*** Opening LISTED ENTRIES ***

use std::sync::LazyLock;

use regex::Regex;

use crate::models::{RawFields, RelayPayload};

pub const ADDRESS_MAX_CHARS: usize = 255;

static TAG_RE: LazyLock<Regex> = LazyLock::new(|| Regex::new(r"<[^>]*>").unwrap());
static WHITESPACE_RE: LazyLock<Regex> = LazyLock::new(|| Regex::new(r"\s+").unwrap());
static PHONE_STRIP_RE: LazyLock<Regex> = LazyLock::new(|| Regex::new(r"[^0-9+()\-\s]").unwrap());
static PHONE_RE: LazyLock<Regex> = LazyLock::new(|| Regex::new(r"^[+]?[-\s0-9()]{7,20}$").unwrap());
static EMAIL_LOCAL_RE: LazyLock<Regex> =
    LazyLock::new(|| Regex::new(r"^[a-zA-Z0-9!#$%&'*+/=?^_`{|}~.\-]+$").unwrap());
static DOMAIN_LABEL_RE: LazyLock<Regex> =
    LazyLock::new(|| Regex::new(r"^[a-zA-Z0-9](?:[a-zA-Z0-9\-]*[a-zA-Z0-9])?$").unwrap());

/// Fields after sanitization. Only constructed by [`validate`].
#[derive(Debug, Clone, PartialEq)]
pub struct NormalizedFields {
    pub first_name: String,
    pub last_name: String,
    pub email: String,
    pub phone: String,
    pub address: String,
}

impl From<NormalizedFields> for RelayPayload {
    fn from(fields: NormalizedFields) -> Self {
        RelayPayload {
            first_name: fields.first_name,
            last_name: fields.last_name,
            email: fields.email,
            phone: fields.phone,
            address: fields.address,
        }
    }
}

#[derive(Debug, Clone, PartialEq)]
pub enum ValidationResult {
    Valid(NormalizedFields),
    Invalid(Vec<String>),
}

/// Sanitize every field, then check all rules. Every violated rule
/// contributes one message, in field order.
pub fn validate(raw: &RawFields) -> ValidationResult {
    let fields = NormalizedFields {
        first_name: sanitize_text(&raw.first_name),
        last_name: sanitize_text(&raw.last_name),
        email: sanitize_email(&raw.email),
        phone: sanitize_phone(&raw.phone),
        address: sanitize_text(&raw.address),
    };

    let mut errors = Vec::new();

    if fields.first_name.is_empty() {
        errors.push("First name is required.".to_string());
    }
    if fields.last_name.is_empty() {
        errors.push("Last name is required.".to_string());
    }
    if !is_email(&fields.email) {
        errors.push("Valid email is required.".to_string());
    }
    if !PHONE_RE.is_match(&fields.phone) {
        errors.push("Valid phone is required.".to_string());
    }
    if fields.address.is_empty() {
        errors.push("Address is required.".to_string());
    } else if fields.address.chars().count() > ADDRESS_MAX_CHARS {
        errors.push(format!("Address must be at most {ADDRESS_MAX_CHARS} characters."));
    }

    if errors.is_empty() {
        ValidationResult::Valid(fields)
    } else {
        ValidationResult::Invalid(errors)
    }
}

/// Strip markup and control characters, collapse whitespace runs, trim.
pub fn sanitize_text(value: &str) -> String {
    let without_tags = TAG_RE.replace_all(value, "");
    let printable: String = without_tags
        .chars()
        .map(|c| if c.is_control() { ' ' } else { c })
        .collect();
    WHITESPACE_RE.replace_all(&printable, " ").trim().to_string()
}

/// Drop every character that cannot appear in an address.
pub fn sanitize_email(value: &str) -> String {
    value
        .chars()
        .filter(|c| c.is_ascii_alphanumeric() || "!#$%&'*+-/=?^_`{|}~.@".contains(*c))
        .collect()
}

pub fn sanitize_phone(value: &str) -> String {
    PHONE_STRIP_RE.replace_all(value, "").trim().to_string()
}

/// `local@domain.tld` shape check.
pub fn is_email(value: &str) -> bool {
    if value.len() < 6 {
        return false;
    }

    let Some((local, domain)) = value.split_once('@') else {
        return false;
    };
    if domain.contains('@') || !EMAIL_LOCAL_RE.is_match(local) {
        return false;
    }

    let labels: Vec<&str> = domain.split('.').collect();
    if labels.len() < 2 || !labels.iter().all(|l| DOMAIN_LABEL_RE.is_match(l)) {
        return false;
    }

    labels.last().is_some_and(|tld| tld.len() >= 2)
}

#[cfg(test)]
mod tests {
    use super::*;

    fn valid_raw() -> RawFields {
        RawFields {
            first_name: "Ada".to_string(),
            last_name: "Lovelace".to_string(),
            email: "ada@example.com".to_string(),
            phone: "+1 (555) 123-4567".to_string(),
            address: "12 Analytical Row, London".to_string(),
        }
    }

    fn errors(raw: &RawFields) -> Vec<String> {
        match validate(raw) {
            ValidationResult::Invalid(errors) => errors,
            ValidationResult::Valid(_) => panic!("expected invalid"),
        }
    }

    #[test]
    fn valid_fields_pass_and_are_normalized() {
        let mut raw = valid_raw();
        raw.first_name = "  Ada \n".to_string();
        raw.address = "12   Analytical\tRow, <b>London</b>".to_string();
        raw.phone = "+1 (555) 123-4567 ext".to_string();

        let ValidationResult::Valid(fields) = validate(&raw) else {
            panic!("expected valid");
        };
        assert_eq!(fields.first_name, "Ada");
        assert_eq!(fields.address, "12 Analytical Row, London");
        assert_eq!(fields.phone, "+1 (555) 123-4567");
    }

    #[test]
    fn every_missing_field_is_reported_in_order() {
        let errs = errors(&RawFields::default());
        assert_eq!(
            errs,
            vec![
                "First name is required.",
                "Last name is required.",
                "Valid email is required.",
                "Valid phone is required.",
                "Address is required.",
            ]
        );
    }

    #[test]
    fn single_missing_field_names_that_field() {
        let mut raw = valid_raw();
        raw.last_name = "   ".to_string();
        assert_eq!(errors(&raw), vec!["Last name is required."]);
    }

    #[test]
    fn malformed_email_is_rejected() {
        for email in ["not-an-email", "a@b", "@example.com", "ada@example", "ada@@example.com", "ada@-x.com", "ada@example.c"] {
            let mut raw = valid_raw();
            raw.email = email.to_string();
            assert_eq!(errors(&raw), vec!["Valid email is required."], "{email}");
        }
    }

    #[test]
    fn email_accepts_common_shapes() {
        for email in ["ada@example.com", "ada.lovelace+forms@mail.example.co.uk", "a_b@x-y.io"] {
            assert!(is_email(email), "{email}");
        }
    }

    #[test]
    fn phone_rules() {
        let mut raw = valid_raw();
        raw.phone = "12345".to_string();
        assert_eq!(errors(&raw), vec!["Valid phone is required."]);

        raw.phone = "1".repeat(21);
        assert_eq!(errors(&raw), vec!["Valid phone is required."]);

        raw.phone = "1+2345678".to_string();
        assert_eq!(errors(&raw), vec!["Valid phone is required."]);

        raw.phone = "phone: 555-1234567".to_string();
        assert!(matches!(validate(&raw), ValidationResult::Valid(_)));
    }

    #[test]
    fn overlong_address_is_rejected_not_truncated() {
        let mut raw = valid_raw();
        raw.address = "a".repeat(ADDRESS_MAX_CHARS);
        assert!(matches!(validate(&raw), ValidationResult::Valid(_)));

        raw.address = "a".repeat(ADDRESS_MAX_CHARS + 1);
        assert_eq!(errors(&raw), vec!["Address must be at most 255 characters."]);
    }

    #[test]
    fn markup_only_name_is_empty() {
        let mut raw = valid_raw();
        raw.first_name = "<script></script>".to_string();
        assert_eq!(errors(&raw), vec!["First name is required."]);
    }
}
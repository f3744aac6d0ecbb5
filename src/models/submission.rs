use std::collections::HashMap;

/// Form field carrying the anti-forgery token.
pub const NONCE_FIELD: &str = "tt_nonce";

/// The five personal-data fields exactly as submitted.
#[derive(Debug, Clone, Default, PartialEq)]
pub struct RawFields {
    pub first_name: String,
    pub last_name: String,
    pub email: String,
    pub phone: String,
    pub address: String,
}

/// One inbound submission. `start_time` is client-reported and untrusted.
#[derive(Debug, Clone, Default)]
pub struct SubmissionRequest {
    pub action: Option<String>,
    pub anti_forgery_token: Option<String>,
    pub start_time: f64,
    pub fields: RawFields,
}

impl SubmissionRequest {
    /// Build a request from decoded form pairs. Missing fields become empty
    /// strings and an unparseable `start_time` becomes 0.
    pub fn from_form(form: &HashMap<String, String>) -> Self {
        let text = |key: &str| form.get(key).cloned().unwrap_or_default();

        Self {
            action: form.get("action").cloned(),
            anti_forgery_token: form.get(NONCE_FIELD).cloned(),
            start_time: parse_start_time(form.get("start_time").map(String::as_str)),
            fields: RawFields {
                first_name: text("first_name"),
                last_name: text("last_name"),
                email: text("email"),
                phone: text("phone"),
                address: text("address"),
            },
        }
    }
}

fn parse_start_time(value: Option<&str>) -> f64 {
    value
        .and_then(|v| v.trim().parse::<f64>().ok())
        .filter(|v| v.is_finite())
        .unwrap_or(0.0)
}
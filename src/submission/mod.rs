pub mod fields;
pub mod parser;
pub mod pipeline;
pub mod timing;
use chrono::Utc;

/// Seconds between the client-reported `start_time` and now.
///
/// `start_time` is untrusted telemetry: a non-positive value yields 0 and a
/// value in the future is clamped to 0 rather than reported.
pub fn elapsed(start_time: f64) -> f64 {
    elapsed_at(start_time, now_seconds())
}

pub fn elapsed_at(start_time: f64, now: f64) -> f64 {
    if !start_time.is_finite() || start_time <= 0.0 {
        return 0.0;
    }
    (now - start_time).max(0.0)
}

/// Current wall-clock time as fractional Unix seconds.
pub fn now_seconds() -> f64 {
    Utc::now().timestamp_micros() as f64 / 1_000_000.0
}

pub fn format_elapsed(secs: f64) -> String {
    format!("{:.2}", secs.max(0.0))
}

*** Closing LISTED ENTRIES ***

→ PROBLEM DETAILS: The expected answer is an exact copy of the lines above, beginning at the line with "pub const NONCE_FIELD: &str" and ending at the line with "yields 0 and a", with both ends in.

→ SOLUTION FOR THIS PROBLEM:
pub const NONCE_FIELD: &str = "tt_nonce";

/// The five personal-data fields exactly as submitted.
#[derive(Debug, Clone, Default, PartialEq)]
pub struct RawFields {
    pub first_name: String,
    pub last_name: String,
    pub email: String,
    pub phone: String,
    pub address: String,
}

/// One inbound submission. `start_time` is client-reported and untrusted.
#[derive(Debug, Clone, Default)]
pub struct SubmissionRequest {
    pub action: Option<String>,
    pub anti_forgery_token: Option<String>,
    pub start_time: f64,
    pub fields: RawFields,
}

impl SubmissionRequest {
    /// Build a request from decoded form pairs. Missing fields become empty
    /// strings and an unparseable `start_time` becomes 0.
    pub fn from_form(form: &HashMap<String, String>) -> Self {
        let text = |key: &str| form.get(key).cloned().unwrap_or_default();

        Self {
            action: form.get("action").cloned(),
            anti_forgery_token: form.get(NONCE_FIELD).cloned(),
            start_time: parse_start_time(form.get("start_time").map(String::as_str)),
            fields: RawFields {
                first_name: text("first_name"),
                last_name: text("last_name"),
                email: text("email"),
                phone: text("phone"),
                address: text("address"),
            },
        }
    }
}

fn parse_start_time(value: Option<&str>) -> f64 {
    value
        .and_then(|v| v.trim().parse::<f64>().ok())
        .filter(|v| v.is_finite())
        .unwrap_or(0.0)
}
filename src/submission/mod.rs
pub mod fields;
pub mod parser;
pub mod pipeline;
pub mod timing;
use chrono::Utc;

/// Seconds between the client-reported `start_time` and now.
///
/// `start_time` is untrusted telemetry: a non-positive value yields 0 and a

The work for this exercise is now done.